(Collected data)
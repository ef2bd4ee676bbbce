use axum::{
    extract::{Path, State},
    http::{HeaderMap, StatusCode},
    Json,
};

use crate::api::{
    auth::ensure_admin_authorized,
    state::AppState,
    types::*,
};
use crate::domain::{FundOperationKind, FundOperationRecord, FundRequest, TransferRequest};
use crate::funds::{FallbackPolicy, TransferReceipt};

const API_ACTOR: &str = "admin-api";

fn actor_or_default(actor: Option<String>) -> String {
    actor
        .map(|a| a.trim().to_string())
        .filter(|a| !a.is_empty())
        .unwrap_or_else(|| API_ACTOR.to_string())
}

/// POST /api/funds/:kind
pub async fn post_fund_operation(
    State(state): State<AppState>,
    headers: HeaderMap,
    Path(kind): Path<String>,
    Json(body): Json<FundOperationBody>,
) -> std::result::Result<(StatusCode, Json<FundOperationRecord>), (StatusCode, String)> {
    ensure_admin_authorized(&headers, &state.tokens)?;

    let kind: FundOperationKind = kind
        .parse()
        .map_err(|e: String| (StatusCode::NOT_FOUND, e))?;
    if kind == FundOperationKind::Transfer {
        return Err((
            StatusCode::BAD_REQUEST,
            "transfers take from_login/to_login; use /api/funds/transfer".to_string(),
        ));
    }

    let policy = if body.allow_fallback {
        FallbackPolicy::AllowLocal
    } else {
        FallbackPolicy::RemoteOnly
    };
    let request = FundRequest {
        kind,
        login: body.login,
        amount: body.amount,
        comment: body.comment,
        actor: actor_or_default(body.actor),
        expected_owner: body.expected_owner,
    };

    let record = state
        .funds
        .execute_with(request, policy)
        .await
        .map_err(reject)?;
    Ok((StatusCode::CREATED, Json(record)))
}

/// POST /api/funds/transfer
pub async fn post_transfer(
    State(state): State<AppState>,
    headers: HeaderMap,
    Json(body): Json<TransferBody>,
) -> std::result::Result<(StatusCode, Json<TransferReceipt>), (StatusCode, String)> {
    ensure_admin_authorized(&headers, &state.tokens)?;

    let receipt = state
        .funds
        .transfer(TransferRequest {
            from_login: body.from_login,
            to_login: body.to_login,
            amount: body.amount,
            comment: body.comment,
            actor: actor_or_default(body.actor),
            expected_owner: body.expected_owner,
        })
        .await
        .map_err(reject)?;
    Ok((StatusCode::CREATED, Json(receipt)))
}

/// GET /api/funds/transfers/pending
pub async fn get_pending_transfers(
    State(state): State<AppState>,
    headers: HeaderMap,
) -> std::result::Result<Json<PendingTransfersResponse>, (StatusCode, String)> {
    ensure_admin_authorized(&headers, &state.tokens)?;
    let transfers = state.funds.pending_transfers().await.map_err(reject)?;
    Ok(Json(PendingTransfersResponse {
        count: transfers.len(),
        transfers,
    }))
}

### Task to carry out
The data, all of it, should be transcribed exactly.

### Result of this task
repository ef2bd4ee676bbbce
use axum::{
    extract::{Path, State},
    http::{HeaderMap, StatusCode},
    Json,
};

use crate::api::{
    auth::ensure_admin_authorized,
    state::AppState,
    types::*,
};
use crate::domain::{FundOperationKind, FundOperationRecord, FundRequest, TransferRequest};
use crate::funds::{FallbackPolicy, TransferReceipt};

const API_ACTOR: &str = "admin-api";

fn actor_or_default(actor: Option<String>) -> String {
    actor
        .map(|a| a.trim().to_string())
        .filter(|a| !a.is_empty())
        .unwrap_or_else(|| API_ACTOR.to_string())
}

/// POST /api/funds/:kind
pub async fn post_fund_operation(
    State(state): State<AppState>,
    headers: HeaderMap,
    Path(kind): Path<String>,
    Json(body): Json<FundOperationBody>,
) -> std::result::Result<(StatusCode, Json<FundOperationRecord>), (StatusCode, String)> {
    ensure_admin_authorized(&headers, &state.tokens)?;

    let kind: FundOperationKind = kind
        .parse()
        .map_err(|e: String| (StatusCode::NOT_FOUND, e))?;
    if kind == FundOperationKind::Transfer {
        return Err((
            StatusCode::BAD_REQUEST,
            "transfers take from_login/to_login; use /api/funds/transfer".to_string(),
        ));
    }

    let policy = if body.allow_fallback {
        FallbackPolicy::AllowLocal
    } else {
        FallbackPolicy::RemoteOnly
    };
    let request = FundRequest {
        kind,
        login: body.login,
        amount: body.amount,
        comment: body.comment,
        actor: actor_or_default(body.actor),
        expected_owner: body.expected_owner,
    };

    let record = state
        .funds
        .execute_with(request, policy)
        .await
        .map_err(reject)?;
    Ok((StatusCode::CREATED, Json(record)))
}

/// POST /api/funds/transfer
pub async fn post_transfer(
    State(state): State<AppState>,
    headers: HeaderMap,
    Json(body): Json<TransferBody>,
) -> std::result::Result<(StatusCode, Json<TransferReceipt>), (StatusCode, String)> {
    ensure_admin_authorized(&headers, &state.tokens)?;

    let receipt = state
        .funds
        .transfer(TransferRequest {
            from_login: body.from_login,
            to_login: body.to_login,
            amount: body.amount,
            comment: body.comment,
            actor: actor_or_default(body.actor),
            expected_owner: body.expected_owner,
        })
        .await
        .map_err(reject)?;
    Ok((StatusCode::CREATED, Json(receipt)))
}

/// GET /api/funds/transfers/pending
pub async fn get_pending_transfers(
    State(state): State<AppState>,
    headers: HeaderMap,
) -> std::result::Result<Json<PendingTransfersResponse>, (StatusCode, String)> {
    ensure_admin_authorized(&headers, &state.tokens)?;
    let transfers = state.funds.pending_transfers().await.map_err(reject)?;
    Ok(Json(PendingTransfersResponse {
        count: transfers.len(),
        transfers,
    }))
}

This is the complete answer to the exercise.